**WHAT THE EXERCISE ASKS:** Each line below from the one containing "while reporting a" through the one containing "let mut releases" is to be given again exactly, and no line outside that span.

**RECORDS SHOWN:**
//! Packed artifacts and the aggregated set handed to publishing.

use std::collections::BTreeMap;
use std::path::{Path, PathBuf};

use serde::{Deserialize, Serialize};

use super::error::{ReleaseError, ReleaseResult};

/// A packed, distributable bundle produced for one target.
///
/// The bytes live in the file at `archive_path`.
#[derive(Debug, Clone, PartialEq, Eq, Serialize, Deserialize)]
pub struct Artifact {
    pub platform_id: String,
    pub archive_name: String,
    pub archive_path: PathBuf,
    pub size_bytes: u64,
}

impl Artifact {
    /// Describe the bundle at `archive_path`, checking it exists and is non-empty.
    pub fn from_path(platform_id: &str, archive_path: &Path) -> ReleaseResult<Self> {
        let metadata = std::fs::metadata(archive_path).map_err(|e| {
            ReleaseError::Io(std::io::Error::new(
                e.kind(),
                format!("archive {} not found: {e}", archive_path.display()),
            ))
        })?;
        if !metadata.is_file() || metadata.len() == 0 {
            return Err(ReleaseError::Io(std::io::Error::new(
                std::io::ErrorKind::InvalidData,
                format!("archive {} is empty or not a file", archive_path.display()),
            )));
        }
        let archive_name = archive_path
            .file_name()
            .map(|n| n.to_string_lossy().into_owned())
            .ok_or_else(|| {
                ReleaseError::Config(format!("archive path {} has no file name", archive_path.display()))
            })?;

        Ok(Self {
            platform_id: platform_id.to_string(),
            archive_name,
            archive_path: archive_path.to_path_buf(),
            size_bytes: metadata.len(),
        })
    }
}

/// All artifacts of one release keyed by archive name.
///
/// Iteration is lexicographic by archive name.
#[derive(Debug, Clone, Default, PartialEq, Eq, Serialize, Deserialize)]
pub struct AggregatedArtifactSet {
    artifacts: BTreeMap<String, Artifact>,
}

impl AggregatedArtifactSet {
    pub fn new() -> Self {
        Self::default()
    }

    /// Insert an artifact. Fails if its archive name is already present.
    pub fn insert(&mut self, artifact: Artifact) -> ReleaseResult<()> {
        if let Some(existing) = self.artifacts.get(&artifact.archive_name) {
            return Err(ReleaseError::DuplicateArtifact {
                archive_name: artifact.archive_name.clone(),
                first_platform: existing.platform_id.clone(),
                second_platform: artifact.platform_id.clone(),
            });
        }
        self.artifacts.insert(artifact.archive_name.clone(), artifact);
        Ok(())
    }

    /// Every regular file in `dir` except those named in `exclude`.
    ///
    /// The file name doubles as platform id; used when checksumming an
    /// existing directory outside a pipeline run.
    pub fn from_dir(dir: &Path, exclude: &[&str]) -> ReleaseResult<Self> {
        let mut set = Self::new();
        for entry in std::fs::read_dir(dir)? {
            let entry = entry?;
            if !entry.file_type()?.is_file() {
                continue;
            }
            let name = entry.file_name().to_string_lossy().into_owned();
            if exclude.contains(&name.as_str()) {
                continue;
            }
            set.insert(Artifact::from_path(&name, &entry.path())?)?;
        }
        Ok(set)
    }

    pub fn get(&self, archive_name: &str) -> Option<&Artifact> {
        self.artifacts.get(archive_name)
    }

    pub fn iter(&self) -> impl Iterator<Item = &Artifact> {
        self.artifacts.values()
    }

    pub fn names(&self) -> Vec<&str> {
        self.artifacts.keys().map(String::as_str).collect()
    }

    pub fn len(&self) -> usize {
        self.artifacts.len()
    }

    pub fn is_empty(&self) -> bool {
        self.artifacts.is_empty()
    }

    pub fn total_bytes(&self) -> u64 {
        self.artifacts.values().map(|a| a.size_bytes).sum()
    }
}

==

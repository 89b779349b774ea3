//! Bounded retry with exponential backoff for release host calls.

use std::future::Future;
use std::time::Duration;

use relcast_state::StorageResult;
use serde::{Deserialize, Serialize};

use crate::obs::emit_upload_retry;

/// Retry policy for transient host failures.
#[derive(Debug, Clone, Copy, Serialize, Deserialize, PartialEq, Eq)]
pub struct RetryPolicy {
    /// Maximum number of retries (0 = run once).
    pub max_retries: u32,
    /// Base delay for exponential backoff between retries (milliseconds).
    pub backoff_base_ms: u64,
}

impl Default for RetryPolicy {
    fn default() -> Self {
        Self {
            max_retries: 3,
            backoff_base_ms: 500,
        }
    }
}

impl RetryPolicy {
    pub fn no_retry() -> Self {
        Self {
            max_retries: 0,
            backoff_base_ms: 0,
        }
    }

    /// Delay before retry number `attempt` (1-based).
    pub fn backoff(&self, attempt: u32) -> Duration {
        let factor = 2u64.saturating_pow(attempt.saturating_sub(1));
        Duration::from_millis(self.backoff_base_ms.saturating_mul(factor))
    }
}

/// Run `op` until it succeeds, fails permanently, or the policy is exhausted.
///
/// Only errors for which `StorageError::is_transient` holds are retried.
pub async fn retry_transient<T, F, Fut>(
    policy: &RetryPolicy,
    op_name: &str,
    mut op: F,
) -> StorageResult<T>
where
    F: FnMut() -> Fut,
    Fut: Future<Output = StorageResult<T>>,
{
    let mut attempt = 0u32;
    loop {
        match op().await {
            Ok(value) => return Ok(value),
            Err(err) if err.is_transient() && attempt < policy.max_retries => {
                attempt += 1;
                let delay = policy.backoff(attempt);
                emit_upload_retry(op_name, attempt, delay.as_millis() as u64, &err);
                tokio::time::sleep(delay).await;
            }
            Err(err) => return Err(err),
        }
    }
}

* * *

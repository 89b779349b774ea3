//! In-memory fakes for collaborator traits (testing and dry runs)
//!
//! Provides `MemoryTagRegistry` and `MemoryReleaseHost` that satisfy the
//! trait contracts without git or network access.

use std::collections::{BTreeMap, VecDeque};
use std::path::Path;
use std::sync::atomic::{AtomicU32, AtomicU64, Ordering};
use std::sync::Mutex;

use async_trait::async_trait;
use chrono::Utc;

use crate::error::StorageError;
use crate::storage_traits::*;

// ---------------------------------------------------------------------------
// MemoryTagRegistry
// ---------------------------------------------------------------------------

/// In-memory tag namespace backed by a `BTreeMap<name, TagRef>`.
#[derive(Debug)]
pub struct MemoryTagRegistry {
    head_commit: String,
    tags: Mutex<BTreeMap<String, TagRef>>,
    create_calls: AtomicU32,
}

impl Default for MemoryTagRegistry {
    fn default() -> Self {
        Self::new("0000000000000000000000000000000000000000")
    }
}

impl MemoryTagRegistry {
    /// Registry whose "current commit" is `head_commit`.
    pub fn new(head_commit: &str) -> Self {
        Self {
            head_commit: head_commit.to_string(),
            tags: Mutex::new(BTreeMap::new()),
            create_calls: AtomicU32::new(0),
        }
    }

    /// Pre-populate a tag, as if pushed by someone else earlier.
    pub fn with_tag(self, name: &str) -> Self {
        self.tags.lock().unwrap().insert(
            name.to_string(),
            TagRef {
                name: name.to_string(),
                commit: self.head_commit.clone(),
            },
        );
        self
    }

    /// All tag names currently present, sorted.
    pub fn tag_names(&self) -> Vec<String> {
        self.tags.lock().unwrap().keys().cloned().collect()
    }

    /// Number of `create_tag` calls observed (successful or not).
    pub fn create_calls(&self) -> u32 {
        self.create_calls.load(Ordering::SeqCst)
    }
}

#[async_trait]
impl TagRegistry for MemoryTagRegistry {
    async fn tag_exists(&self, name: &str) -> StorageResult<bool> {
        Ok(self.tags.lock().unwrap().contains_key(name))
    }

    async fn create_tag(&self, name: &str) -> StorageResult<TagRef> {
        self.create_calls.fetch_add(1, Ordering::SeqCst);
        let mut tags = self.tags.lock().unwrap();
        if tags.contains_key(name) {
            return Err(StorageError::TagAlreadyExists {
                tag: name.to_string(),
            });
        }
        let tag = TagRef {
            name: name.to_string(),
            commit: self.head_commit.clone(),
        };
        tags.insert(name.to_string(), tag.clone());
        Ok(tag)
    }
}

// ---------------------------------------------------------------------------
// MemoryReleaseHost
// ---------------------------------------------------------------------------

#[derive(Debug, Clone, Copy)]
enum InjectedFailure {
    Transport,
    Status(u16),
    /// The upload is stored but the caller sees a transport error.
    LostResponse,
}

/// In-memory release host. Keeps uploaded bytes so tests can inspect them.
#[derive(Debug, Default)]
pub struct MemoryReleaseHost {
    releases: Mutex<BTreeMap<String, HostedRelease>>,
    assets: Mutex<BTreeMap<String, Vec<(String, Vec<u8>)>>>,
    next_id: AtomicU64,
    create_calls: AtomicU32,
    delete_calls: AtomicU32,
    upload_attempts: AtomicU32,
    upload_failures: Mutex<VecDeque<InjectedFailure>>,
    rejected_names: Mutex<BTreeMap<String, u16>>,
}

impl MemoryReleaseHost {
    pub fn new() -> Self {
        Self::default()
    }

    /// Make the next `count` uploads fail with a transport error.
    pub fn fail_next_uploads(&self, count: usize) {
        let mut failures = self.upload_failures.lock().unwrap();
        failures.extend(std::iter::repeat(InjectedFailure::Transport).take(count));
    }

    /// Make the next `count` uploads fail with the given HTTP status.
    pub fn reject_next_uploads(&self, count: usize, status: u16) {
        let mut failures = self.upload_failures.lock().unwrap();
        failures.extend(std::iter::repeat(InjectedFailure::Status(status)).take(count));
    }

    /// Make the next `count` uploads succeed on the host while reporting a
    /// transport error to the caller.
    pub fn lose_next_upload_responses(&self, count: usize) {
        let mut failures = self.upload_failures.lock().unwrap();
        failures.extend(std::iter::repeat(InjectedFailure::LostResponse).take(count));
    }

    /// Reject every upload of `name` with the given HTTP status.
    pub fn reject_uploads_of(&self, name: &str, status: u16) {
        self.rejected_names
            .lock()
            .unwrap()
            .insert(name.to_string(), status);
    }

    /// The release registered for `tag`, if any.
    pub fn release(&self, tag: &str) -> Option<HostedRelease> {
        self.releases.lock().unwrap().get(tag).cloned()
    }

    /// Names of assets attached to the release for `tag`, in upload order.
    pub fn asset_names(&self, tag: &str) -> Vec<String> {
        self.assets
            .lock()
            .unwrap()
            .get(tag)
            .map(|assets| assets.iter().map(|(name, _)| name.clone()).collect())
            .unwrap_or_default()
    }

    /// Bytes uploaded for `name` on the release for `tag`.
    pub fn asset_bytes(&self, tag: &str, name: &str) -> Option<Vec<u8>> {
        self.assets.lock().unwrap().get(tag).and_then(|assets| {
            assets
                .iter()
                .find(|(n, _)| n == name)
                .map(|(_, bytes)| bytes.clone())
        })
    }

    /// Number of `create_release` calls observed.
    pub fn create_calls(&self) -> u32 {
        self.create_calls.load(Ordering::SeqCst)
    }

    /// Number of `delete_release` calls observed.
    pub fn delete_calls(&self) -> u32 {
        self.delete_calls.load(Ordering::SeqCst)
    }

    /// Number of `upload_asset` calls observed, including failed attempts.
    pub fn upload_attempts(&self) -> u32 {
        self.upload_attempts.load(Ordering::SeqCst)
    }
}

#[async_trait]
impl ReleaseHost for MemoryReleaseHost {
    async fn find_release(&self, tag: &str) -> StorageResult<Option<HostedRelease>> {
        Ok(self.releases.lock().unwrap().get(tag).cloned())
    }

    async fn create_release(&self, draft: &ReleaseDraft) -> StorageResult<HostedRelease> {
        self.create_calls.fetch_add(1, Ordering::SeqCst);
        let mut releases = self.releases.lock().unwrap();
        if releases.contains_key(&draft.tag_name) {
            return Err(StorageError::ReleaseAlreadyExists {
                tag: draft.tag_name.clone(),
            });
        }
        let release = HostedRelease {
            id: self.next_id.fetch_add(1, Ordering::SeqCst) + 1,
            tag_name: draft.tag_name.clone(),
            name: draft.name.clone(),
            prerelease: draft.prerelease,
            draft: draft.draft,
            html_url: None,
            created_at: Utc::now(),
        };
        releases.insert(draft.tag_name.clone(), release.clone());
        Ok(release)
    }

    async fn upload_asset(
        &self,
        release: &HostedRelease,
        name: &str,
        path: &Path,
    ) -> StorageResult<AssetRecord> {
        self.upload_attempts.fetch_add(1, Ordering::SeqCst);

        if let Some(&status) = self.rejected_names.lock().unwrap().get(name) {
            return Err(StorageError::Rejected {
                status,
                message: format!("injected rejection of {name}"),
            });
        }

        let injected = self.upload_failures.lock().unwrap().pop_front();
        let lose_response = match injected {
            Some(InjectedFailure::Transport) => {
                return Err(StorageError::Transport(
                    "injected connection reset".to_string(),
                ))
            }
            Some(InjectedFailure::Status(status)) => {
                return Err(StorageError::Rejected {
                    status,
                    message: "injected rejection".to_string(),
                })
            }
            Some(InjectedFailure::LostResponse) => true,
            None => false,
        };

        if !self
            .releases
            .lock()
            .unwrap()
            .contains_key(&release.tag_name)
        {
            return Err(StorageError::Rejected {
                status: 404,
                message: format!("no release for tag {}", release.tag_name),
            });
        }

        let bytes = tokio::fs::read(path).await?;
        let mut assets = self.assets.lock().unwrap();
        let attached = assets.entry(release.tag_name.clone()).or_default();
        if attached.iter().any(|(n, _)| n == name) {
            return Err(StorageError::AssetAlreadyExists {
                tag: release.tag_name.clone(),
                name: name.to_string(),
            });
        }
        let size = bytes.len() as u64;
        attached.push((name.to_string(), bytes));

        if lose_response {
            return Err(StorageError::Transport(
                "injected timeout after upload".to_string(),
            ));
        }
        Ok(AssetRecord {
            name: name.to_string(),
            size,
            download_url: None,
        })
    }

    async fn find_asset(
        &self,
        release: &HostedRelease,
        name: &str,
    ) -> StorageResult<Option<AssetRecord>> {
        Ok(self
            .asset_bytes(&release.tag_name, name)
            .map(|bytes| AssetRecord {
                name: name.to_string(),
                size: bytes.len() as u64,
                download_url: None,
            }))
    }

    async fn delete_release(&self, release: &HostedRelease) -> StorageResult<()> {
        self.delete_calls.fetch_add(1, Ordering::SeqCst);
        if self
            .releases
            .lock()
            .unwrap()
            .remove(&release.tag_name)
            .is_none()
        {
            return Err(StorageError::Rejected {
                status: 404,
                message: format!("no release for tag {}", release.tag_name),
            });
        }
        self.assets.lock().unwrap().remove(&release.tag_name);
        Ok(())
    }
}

**TASK RESULT:**
    /// Make the next `count` uploads succeed on the host while reporting a
    /// transport error to the caller.
    pub fn lose_next_upload_responses(&self, count: usize) {
        let mut failures = self.upload_failures.lock().unwrap();
        failures.extend(std::iter::repeat(InjectedFailure::LostResponse).take(count));
    }

    /// Reject every upload of `name` with the given HTTP status.
    pub fn reject_uploads_of(&self, name: &str, status: u16) {
        self.rejected_names
            .lock()
            .unwrap()
            .insert(name.to_string(), status);
    }

    /// The release registered for `tag`, if any.
    pub fn release(&self, tag: &str) -> Option<HostedRelease> {
        self.releases.lock().unwrap().get(tag).cloned()
    }

    /// Names of assets attached to the release for `tag`, in upload order.
    pub fn asset_names(&self, tag: &str) -> Vec<String> {
        self.assets
            .lock()
            .unwrap()
            .get(tag)
            .map(|assets| assets.iter().map(|(name, _)| name.clone()).collect())
            .unwrap_or_default()
    }

    /// Bytes uploaded for `name` on the release for `tag`.
    pub fn asset_bytes(&self, tag: &str, name: &str) -> Option<Vec<u8>> {
        self.assets.lock().unwrap().get(tag).and_then(|assets| {
            assets
                .iter()
                .find(|(n, _)| n == name)
                .map(|(_, bytes)| bytes.clone())
        })
    }

    /// Number of `create_release` calls observed.
    pub fn create_calls(&self) -> u32 {
        self.create_calls.load(Ordering::SeqCst)
    }

    /// Number of `delete_release` calls observed.
    pub fn delete_calls(&self) -> u32 {
        self.delete_calls.load(Ordering::SeqCst)
    }

    /// Number of `upload_asset` calls observed, including failed attempts.
    pub fn upload_attempts(&self) -> u32 {
        self.upload_attempts.load(Ordering::SeqCst)
    }
}

#[async_trait]
impl ReleaseHost for MemoryReleaseHost {
    async fn find_release(&self, tag: &str) -> StorageResult<Option<HostedRelease>> {
        Ok(self.releases.lock().unwrap().get(tag).cloned())
    }

    async fn create_release(&self, draft: &ReleaseDraft) -> StorageResult<HostedRelease> {
        self.create_calls.fetch_add(1, Ordering::SeqCst);
        let mut releases = self.releases.lock().unwrap();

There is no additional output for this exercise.